Otro enmudecer, otro quedarme sin
palabras, me arrasó con el mismo ímpetu al del crudo golpe de viento que helaba
el corazón, con sus mismos carteles de expiración; esta vez de pasmo ante el
panorama que se abría frente a mí, en una de aquellas pasiones de calor y
quema, incomprensible de atender a la esencia invernal, y de las que Antonio
Porchia señalaba su aserto con ese “quien
va de fuego en fuego, muere de frío”. La calle Prado, abajo, de coquetas
casas de doble piso, enjalbegadas hasta el tejado y de vivos cromatismos en
puertas y ventanas, se deslizaba, a la par que la monotonía de las otras
viviendas de la Plaza Portugal, paralela adversaria, al fondo de la caldera, o
de las calderas, las del río Guadalevín, demarcadas por la alta cornisa de la
meseta en la que se asienta Ronda; penetrada por el barranco, por un Tajo
mítico, demiúrgico, opresivo y libertario. Cornisa que precisamente se inicia aquí,
en las misma falda o ladera como un tobogán de nieve del Castillo, de imponente
vestigio castaño al final y ya casi arañando el cielo de mármol con vetas de
grisuras de las borrascas, en vértigos y desmayos de los que solo se enjugaban
con postrar la vista hacia esos árboles de hojas perennes transformadas en algodones
escarchados, disimulando la celosía de una valla maltrecha y huraña, o huyendo hacia
el valle cubierto por una inusual nieve pasada por el tamiz azul de un cielo de
primavera trocado en montañas.
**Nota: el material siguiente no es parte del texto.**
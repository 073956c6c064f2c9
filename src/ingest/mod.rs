// src/ingest/mod.rs
pub mod extract;
pub mod providers;
pub mod types;

use crate::config::DigestConfig;
use crate::ingest::extract::{truncate_with_ellipsis, FallbackExtractor, EXCERPT_CHARS};
use crate::ingest::types::{CandidateItem, FeedReader, FeedSource, PageFetcher};
use crate::relevance::RelevanceScorer;
use metrics::{counter, describe_counter, describe_gauge, describe_histogram, gauge};
use once_cell::sync::OnceCell;
use std::collections::HashSet;

pub const DEFAULT_ENTRIES_PER_SOURCE: usize = 20;
pub const DEFAULT_MIN_SUMMARY_CHARS: usize = 50;

/// One-time metrics registration.
fn ensure_metrics_described() {
    static ONCE: OnceCell<()> = OnceCell::new();
    ONCE.get_or_init(|| {
        describe_counter!("digest_entries_total", "Total entries parsed from feeds.");
        describe_counter!(
            "digest_candidates_total",
            "Entries kept as scored candidates."
        );
        describe_counter!(
            "digest_gate_filtered_total",
            "Entries dropped by the title keyword gate."
        );
        describe_counter!(
            "digest_dedup_total",
            "Entries dropped because their link was already seen."
        );
        describe_counter!(
            "digest_fallback_total",
            "Fallback page extractions for thin summaries."
        );
        describe_counter!(
            "digest_source_errors_total",
            "Feed fetch/parse errors."
        );
        describe_histogram!("digest_feed_parse_ms", "Feed parse time in milliseconds.");
        describe_gauge!(
            "digest_last_run_ts",
            "Unix ts when the ingest pipeline last ran."
        );
        describe_counter!("digest_runs_total", "Completed digest runs.");
        describe_gauge!(
            "digest_last_scheduled_run_ts",
            "Unix ts of the last scheduled digest tick."
        );
    });
}

/// Normalize feed text: decode entities, strip tags, collapse whitespace.
pub fn normalize_text(s: &str) -> String {
    // 1) HTML entity decode
    let mut out = html_escape::decode_html_entities(s).to_string();

    // 2) Strip HTML tags
    static RE_TAGS: OnceCell<regex::Regex> = OnceCell::new();
    let re_tags = RE_TAGS.get_or_init(|| regex::Regex::new(r"(?is)</?[^>]+>").unwrap());
    out = re_tags.replace_all(&out, " ").to_string();

    // 3) Normalize “ ” ‘ ’ « » to ASCII quotes
    out = out
        .replace(['\u{201C}', '\u{201D}', '\u{00AB}', '\u{00BB}'], "\"")
        .replace(['\u{2018}', '\u{2019}'], "'");

    // 4) Collapse whitespace
    static RE_WS: OnceCell<regex::Regex> = OnceCell::new();
    let re_ws = RE_WS.get_or_init(|| regex::Regex::new(r"\s+").unwrap());
    out = re_ws.replace_all(&out, " ").to_string();
    out.trim().to_string()
}

/// Coarse relevance gate: any keyword in the lower-cased title.
pub fn passes_keyword_gate<S: AsRef<str>>(title: &str, keywords: &[S]) -> bool {
    let t = title.to_lowercase();
    keywords
        .iter()
        .map(|k| k.as_ref().trim())
        .filter(|k| !k.is_empty())
        .any(|k| t.contains(&k.to_lowercase()))
}

#[derive(Debug, Clone, Copy, PartialEq, Eq)]
pub struct IngestOptions {
    /// Only the first N entries of each feed are looked at.
    pub entries_per_source: usize,
    /// Feed summaries shorter than this trigger fallback extraction.
    pub min_summary_chars: usize,
}

impl Default for IngestOptions {
    fn default() -> Self {
        Self {
            entries_per_source: DEFAULT_ENTRIES_PER_SOURCE,
            min_summary_chars: DEFAULT_MIN_SUMMARY_CHARS,
        }
    }
}

/// Per-run counters, also mirrored into `metrics`.
#[derive(Debug, Clone, Copy, Default, PartialEq, Eq)]
pub struct IngestStats {
    pub entries: usize,
    pub kept: usize,
    pub gated: usize,
    pub duplicates: usize,
    pub fallbacks: usize,
    pub source_errors: usize,
}

/// Walk `sources` in order and build deduplicated, scored candidates.
///
/// `fallback_published` is used for entries that carry no date.
/// Output order follows discovery order; callers sort via `select_top`.
pub async fn ingest<R, P>(
    sources: &[FeedSource],
    keywords: &[String],
    reader: &R,
    extractor: &FallbackExtractor<P>,
    scorer: &RelevanceScorer,
    opts: &IngestOptions,
    fallback_published: &str,
) -> (Vec<CandidateItem>, IngestStats)
where
    R: FeedReader + ?Sized,
    P: PageFetcher,
{
    let mut stats = IngestStats::default();
    let mut seen_links: HashSet<String> = HashSet::new();
    let mut out = Vec::new();

    for source in sources {
        tracing::info!(target: "ingest", feed = %source.url, "checking feed");
        let entries = match reader.read_feed(source).await {
            Ok(v) => v,
            Err(e) => {
                tracing::warn!(target: "ingest", error = ?e, feed = %source.url, "feed error");
                stats.source_errors += 1;
                continue;
            }
        };
        if entries.is_empty() {
            tracing::info!(target: "ingest", feed = %source.url, "no entries found in this feed");
            continue;
        }

        for entry in entries.into_iter().take(opts.entries_per_source) {
            stats.entries += 1;

            if entry.title.is_empty() || entry.link.is_empty() {
                tracing::debug!(target: "ingest", feed = %source.url, "entry without title/link skipped");
                continue;
            }
            if seen_links.contains(&entry.link) {
                stats.duplicates += 1;
                continue;
            }
            if !passes_keyword_gate(&entry.title, keywords) {
                stats.gated += 1;
                continue;
            }

            let summary = entry
                .summary
                .as_deref()
                .map(normalize_text)
                .unwrap_or_default();
            let content = if summary.chars().count() < opts.min_summary_chars {
                stats.fallbacks += 1;
                extractor.extract_excerpt(&entry.link).await
            } else {
                summary
            };

            let rel = scorer.evaluate(&entry.title, &content, source);
            tracing::debug!(
                target: "relevance",
                link = %entry.link,
                score = rel.score,
                reasons = ?rel.reasons,
            );

            let item = CandidateItem {
                title: entry.title,
                link: entry.link,
                summary: truncate_with_ellipsis(&content, EXCERPT_CHARS),
                source: source.url.clone(),
                category: source.category,
                published: entry
                    .published
                    .unwrap_or_else(|| fallback_published.to_string()),
                score: rel.score,
            };
            tracing::info!(target: "ingest", title = %item.title, score = item.score, "added");
            seen_links.insert(item.link.clone());
            out.push(item);
        }
    }

    stats.kept = out.len();
    (out, stats)
}

/// Run ingest once with the configured feeds, keywords and scoring terms.
pub async fn run_once<R, P>(
    cfg: &DigestConfig,
    reader: &R,
    extractor: &FallbackExtractor<P>,
) -> Vec<CandidateItem>
where
    R: FeedReader + ?Sized,
    P: PageFetcher,
{
    ensure_metrics_described();

    let scorer = RelevanceScorer::new(&cfg.scoring);
    let today = chrono::Local::now().format("%Y-%m-%d").to_string();
    let (items, stats) = ingest(
        &cfg.feed_sources(),
        &cfg.keywords,
        reader,
        extractor,
        &scorer,
        &cfg.ingest_options(),
        &today,
    )
    .await;

    // Telemetry
    counter!("digest_candidates_total").increment(stats.kept as u64);
    counter!("digest_gate_filtered_total").increment(stats.gated as u64);
    counter!("digest_dedup_total").increment(stats.duplicates as u64);
    counter!("digest_fallback_total").increment(stats.fallbacks as u64);
    counter!("digest_source_errors_total").increment(stats.source_errors as u64);
    let now = chrono::Utc::now().timestamp().max(0) as u64;
    gauge!("digest_last_run_ts").set(now as f64);

    tracing::info!(
        target: "ingest",
        kept = stats.kept,
        gated = stats.gated,
        dedup = stats.duplicates,
        fallbacks = stats.fallbacks,
        source_errors = stats.source_errors,
        "ingest run finished"
    );

    items
}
Abrumado por la hermosura del paisaje, con la
admiración alegre propia de las tardes de verano y con la reflexión inspirada
por los tiempos detenidos de la última estación, en la complicidad de poner las
cartas boca arriba con mi amiga Mary Pepa Torrejón Badillo, con su visión hecha
palabra en “La Poesía es una música que se hace con silencio...”, recordé un
poema de Juan Ramón Jiménez, justo el de “Las
tardes de enero”:
“¡Qué
tristeza de vagos misterios
en
sus nieblas heladas esconden
esas
tardes sin sol ni luceros!
[...]
Cuando
el frío desciende a la tierra,
inundando
las frentes de invierno,
se
reflejan las almas marchitas
a
través de los pálidos cuerpos.
Y
hay un algo de pena insondable
en
los ojos sin lumbre del cielo,
y
las largas miradas se pierden
en
la nada sin fe de los sueños.”
Invierno. Música. Silencio. Y nieve.
La nieve que era música, o el pentagrama en blanco para componer una partitura
de invierno por lo imprevisto de su nevisca. Una de esas composiciones tan
difíciles de interpretar a violín, y porque tiene que ser el violín el
instrumento que simbolice el rigor de esta glacial parada, como ese “Mephisto
Valse” de Liszt/Milstein. Una música, en cambio, distorsionada por un velo
lechoso y deslizante, como esa “nevada” en un televisor luego a un corte
eléctrico o a lo que una vez fue la interrupción de la emisión televisiva. El
amor convertido en niebla que se quema, para Bukowski, con el primer sol de la
realidad.
No fue amor, sino temor,
cuando tras sentir el filo de una sonrisa helada e incisiva del hombre que
tenía al lado, no oía su silbo, tampoco el sol sino un amargor en esta realidad
de ensueño, volví mi mirada hacia él y comprobé, estupefacto, que no estaba, se
había ido. Imposible. No transcurrió el tiempo necesario para haberse marchado
y no ser visto. Miré un lado, a otro, nada. A lo mejor se lo llevó la niebla,
una de esas serpientes emplumadas, vaporosas, que caían del cielo de cenizas y
serpenteaban ingrávidas por el valle. O puede que se convirtiera en niebla. Un
fantasma de niebla. Una cárcel errante por su condena en vez de un espectro
libre, acechante, y maledicente. Y al que, como el cineasta Luis Buñuel, oteando
el panorama idealizado, la lámina atenuada de la nevada, sin pacificar mi recelo
por lo que tendría que desarrollarse en mi búsqueda de recuperar la ilusión del
niño que fui y ahora tener que entenderme, o evitar las reminiscencias negras
de un fantasma postrimero e insidioso, quise ir tras él y atraparlo y porque de
esta forma cambiaría el destino y desvanecería su castigo futuro. Pero sabía
que, al atraparlo, me quedaría solo un poco de niebla entre las manos. INVIERNO
16. Cuesta de Las Imágenes. Hoya del Tajo. Barrio San Francisco. Ronda.